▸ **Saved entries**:
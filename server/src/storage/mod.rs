//! Storage collaborator.
//!
//! The engine computes which events changed; this module writes them.
//! Every write targets one record and is idempotent. A batch is issued
//! concurrently and each failure is reported on its own.

mod memory;

pub use memory::MemoryStore;

use cronos_engine::{Event, EventId};
use futures::future::join_all;

/// Storage errors.
#[derive(Debug, thiserror::Error)]
pub enum StorageError {
    #[error("I/O error: {0}")]
    Io(#[from] std::io::Error),

    #[error("Snapshot error: {0}")]
    Snapshot(#[from] cronos_engine::Error),
}

/// Upsert every event concurrently.
///
/// Returns the ids that failed to persist. In-memory state is never rolled
/// back; the failed records can be written again later.
pub async fn persist_events(store: &MemoryStore, events: &[Event]) -> Vec<EventId> {
    let results = join_all(events.iter().cloned().map(|event| store.upsert_event(event))).await;

    let mut failed = Vec::new();
    for (event, result) in events.iter().zip(results) {
        if let Err(e) = result {
            tracing::warn!(event = %event.id, error = %e, "Failed to persist event");
            failed.push(event.id.clone());
        }
    }

    if let Err(e) = store.flush().await {
        tracing::warn!(error = %e, "Failed to flush store");
    }

    failed
}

▸ **What you have to do**: The answer must consist of every entry, set down exactly as given.

▸ **Answer box**:
filename server/src/storage/mod.rs
//! Storage collaborator.
//!
//! The engine computes which events changed; this module writes them.
//! Every write targets one record and is idempotent. A batch is issued
//! concurrently and each failure is reported on its own.

mod memory;

pub use memory::MemoryStore;

use cronos_engine::{Event, EventId};
use futures::future::join_all;

/// Storage errors.
#[derive(Debug, thiserror::Error)]
pub enum StorageError {
    #[error("I/O error: {0}")]
    Io(#[from] std::io::Error),

    #[error("Snapshot error: {0}")]
    Snapshot(#[from] cronos_engine::Error),
}

/// Upsert every event concurrently.
///
/// Returns the ids that failed to persist. In-memory state is never rolled
/// back; the failed records can be written again later.
pub async fn persist_events(store: &MemoryStore, events: &[Event]) -> Vec<EventId> {
    let results = join_all(events.iter().cloned().map(|event| store.upsert_event(event))).await;

    let mut failed = Vec::new();
    for (event, result) in events.iter().zip(results) {
        if let Err(e) = result {
            tracing::warn!(event = %event.id, error = %e, "Failed to persist event");
            failed.push(event.id.clone());
        }
    }

    if let Err(e) = store.flush().await {
        tracing::warn!(error = %e, "Failed to flush store");
    }

    failed
}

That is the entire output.